▸ DESCRIPTION OF THE TASK
The required response is the number of lines in the entries that include the word "logo", with nothing added.

---*---

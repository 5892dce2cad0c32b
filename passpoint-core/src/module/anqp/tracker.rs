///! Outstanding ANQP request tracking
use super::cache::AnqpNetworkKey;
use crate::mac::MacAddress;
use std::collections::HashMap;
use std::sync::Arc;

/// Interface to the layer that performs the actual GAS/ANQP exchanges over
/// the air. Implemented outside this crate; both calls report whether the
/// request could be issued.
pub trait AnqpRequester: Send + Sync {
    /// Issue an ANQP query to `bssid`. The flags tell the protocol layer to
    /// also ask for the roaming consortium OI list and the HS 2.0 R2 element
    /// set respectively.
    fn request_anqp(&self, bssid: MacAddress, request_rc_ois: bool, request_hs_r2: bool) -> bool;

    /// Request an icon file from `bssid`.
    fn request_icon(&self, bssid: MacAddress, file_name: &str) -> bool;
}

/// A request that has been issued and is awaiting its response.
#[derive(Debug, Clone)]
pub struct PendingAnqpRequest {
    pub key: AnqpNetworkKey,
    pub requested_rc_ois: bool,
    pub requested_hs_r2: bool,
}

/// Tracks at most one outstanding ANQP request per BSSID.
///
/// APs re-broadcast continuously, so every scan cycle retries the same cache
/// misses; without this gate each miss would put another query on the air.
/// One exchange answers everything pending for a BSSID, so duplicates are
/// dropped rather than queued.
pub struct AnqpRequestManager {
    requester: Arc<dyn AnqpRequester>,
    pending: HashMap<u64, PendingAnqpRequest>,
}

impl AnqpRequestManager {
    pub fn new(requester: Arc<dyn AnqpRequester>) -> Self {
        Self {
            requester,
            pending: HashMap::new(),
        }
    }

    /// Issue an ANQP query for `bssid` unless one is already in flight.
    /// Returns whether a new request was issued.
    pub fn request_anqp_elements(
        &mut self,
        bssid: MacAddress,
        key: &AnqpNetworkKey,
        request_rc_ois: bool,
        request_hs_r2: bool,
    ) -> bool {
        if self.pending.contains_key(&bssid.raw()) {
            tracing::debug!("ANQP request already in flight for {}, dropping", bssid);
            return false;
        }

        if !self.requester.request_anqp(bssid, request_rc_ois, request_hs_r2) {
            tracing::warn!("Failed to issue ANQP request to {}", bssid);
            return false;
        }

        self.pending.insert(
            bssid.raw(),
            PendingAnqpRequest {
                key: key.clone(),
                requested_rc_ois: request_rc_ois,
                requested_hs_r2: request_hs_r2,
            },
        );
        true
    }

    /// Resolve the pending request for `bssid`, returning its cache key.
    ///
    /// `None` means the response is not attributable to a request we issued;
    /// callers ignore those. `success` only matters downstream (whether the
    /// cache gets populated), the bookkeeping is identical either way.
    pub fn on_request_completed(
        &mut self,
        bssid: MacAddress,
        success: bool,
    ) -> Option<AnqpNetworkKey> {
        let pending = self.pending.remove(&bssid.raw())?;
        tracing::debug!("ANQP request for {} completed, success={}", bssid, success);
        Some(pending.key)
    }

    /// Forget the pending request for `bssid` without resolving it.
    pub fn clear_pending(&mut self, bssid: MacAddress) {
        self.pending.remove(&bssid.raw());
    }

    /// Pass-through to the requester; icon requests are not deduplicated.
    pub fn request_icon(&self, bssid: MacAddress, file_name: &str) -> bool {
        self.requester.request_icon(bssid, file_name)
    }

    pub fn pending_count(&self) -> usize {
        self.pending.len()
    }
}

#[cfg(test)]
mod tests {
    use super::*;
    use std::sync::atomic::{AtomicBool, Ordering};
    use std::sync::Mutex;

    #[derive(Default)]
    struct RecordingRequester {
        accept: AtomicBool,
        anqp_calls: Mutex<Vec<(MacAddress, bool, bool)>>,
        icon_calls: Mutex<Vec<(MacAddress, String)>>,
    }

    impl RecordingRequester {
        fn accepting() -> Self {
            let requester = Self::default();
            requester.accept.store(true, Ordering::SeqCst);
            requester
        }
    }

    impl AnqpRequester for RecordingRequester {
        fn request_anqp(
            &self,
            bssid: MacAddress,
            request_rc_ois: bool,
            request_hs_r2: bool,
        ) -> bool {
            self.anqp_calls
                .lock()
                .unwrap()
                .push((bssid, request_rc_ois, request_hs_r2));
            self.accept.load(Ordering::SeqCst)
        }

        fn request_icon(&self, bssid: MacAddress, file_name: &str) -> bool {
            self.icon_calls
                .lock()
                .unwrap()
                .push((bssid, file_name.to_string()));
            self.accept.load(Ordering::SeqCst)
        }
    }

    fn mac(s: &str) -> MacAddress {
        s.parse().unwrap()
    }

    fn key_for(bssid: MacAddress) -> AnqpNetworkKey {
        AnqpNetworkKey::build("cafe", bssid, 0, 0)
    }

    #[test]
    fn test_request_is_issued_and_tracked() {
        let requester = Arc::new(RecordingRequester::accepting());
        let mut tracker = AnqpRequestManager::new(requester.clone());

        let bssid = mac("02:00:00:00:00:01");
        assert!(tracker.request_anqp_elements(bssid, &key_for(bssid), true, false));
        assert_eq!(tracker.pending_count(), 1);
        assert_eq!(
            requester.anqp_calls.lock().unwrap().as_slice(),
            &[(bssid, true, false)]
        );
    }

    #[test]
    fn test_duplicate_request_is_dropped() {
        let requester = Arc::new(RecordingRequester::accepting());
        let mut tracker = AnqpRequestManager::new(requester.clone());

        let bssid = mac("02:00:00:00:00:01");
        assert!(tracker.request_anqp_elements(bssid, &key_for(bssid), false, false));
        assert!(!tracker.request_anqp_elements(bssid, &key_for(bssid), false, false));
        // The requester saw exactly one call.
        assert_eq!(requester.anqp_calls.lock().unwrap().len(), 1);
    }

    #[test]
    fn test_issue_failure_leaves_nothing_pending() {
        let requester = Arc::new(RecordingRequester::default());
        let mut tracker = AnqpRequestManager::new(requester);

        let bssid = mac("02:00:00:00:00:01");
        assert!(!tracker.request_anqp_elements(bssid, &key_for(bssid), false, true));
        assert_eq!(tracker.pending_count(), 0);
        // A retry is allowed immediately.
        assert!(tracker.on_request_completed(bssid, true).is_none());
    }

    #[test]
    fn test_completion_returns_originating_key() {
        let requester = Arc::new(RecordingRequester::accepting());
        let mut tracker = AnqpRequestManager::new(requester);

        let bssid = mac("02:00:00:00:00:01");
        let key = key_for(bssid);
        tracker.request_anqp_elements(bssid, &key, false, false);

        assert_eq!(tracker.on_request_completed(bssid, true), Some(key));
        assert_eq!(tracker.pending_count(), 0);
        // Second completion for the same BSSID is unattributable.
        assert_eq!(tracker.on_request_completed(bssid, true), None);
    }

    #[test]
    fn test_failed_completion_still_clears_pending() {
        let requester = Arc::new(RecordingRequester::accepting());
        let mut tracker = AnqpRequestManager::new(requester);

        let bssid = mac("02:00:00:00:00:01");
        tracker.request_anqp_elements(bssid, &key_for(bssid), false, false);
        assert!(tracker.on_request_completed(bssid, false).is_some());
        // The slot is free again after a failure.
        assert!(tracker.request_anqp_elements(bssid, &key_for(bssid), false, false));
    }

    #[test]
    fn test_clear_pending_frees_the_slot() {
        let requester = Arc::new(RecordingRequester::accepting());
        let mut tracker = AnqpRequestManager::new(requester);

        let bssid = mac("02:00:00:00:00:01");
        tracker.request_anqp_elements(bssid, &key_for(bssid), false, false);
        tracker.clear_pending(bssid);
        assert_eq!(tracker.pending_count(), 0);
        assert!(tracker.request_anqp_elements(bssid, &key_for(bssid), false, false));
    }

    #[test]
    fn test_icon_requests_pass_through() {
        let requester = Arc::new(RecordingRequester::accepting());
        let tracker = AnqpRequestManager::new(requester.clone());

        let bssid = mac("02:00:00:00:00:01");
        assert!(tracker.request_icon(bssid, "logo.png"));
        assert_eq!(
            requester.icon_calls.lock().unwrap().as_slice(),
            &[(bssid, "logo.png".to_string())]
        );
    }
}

---*---

▸ RESPONSE BOX
2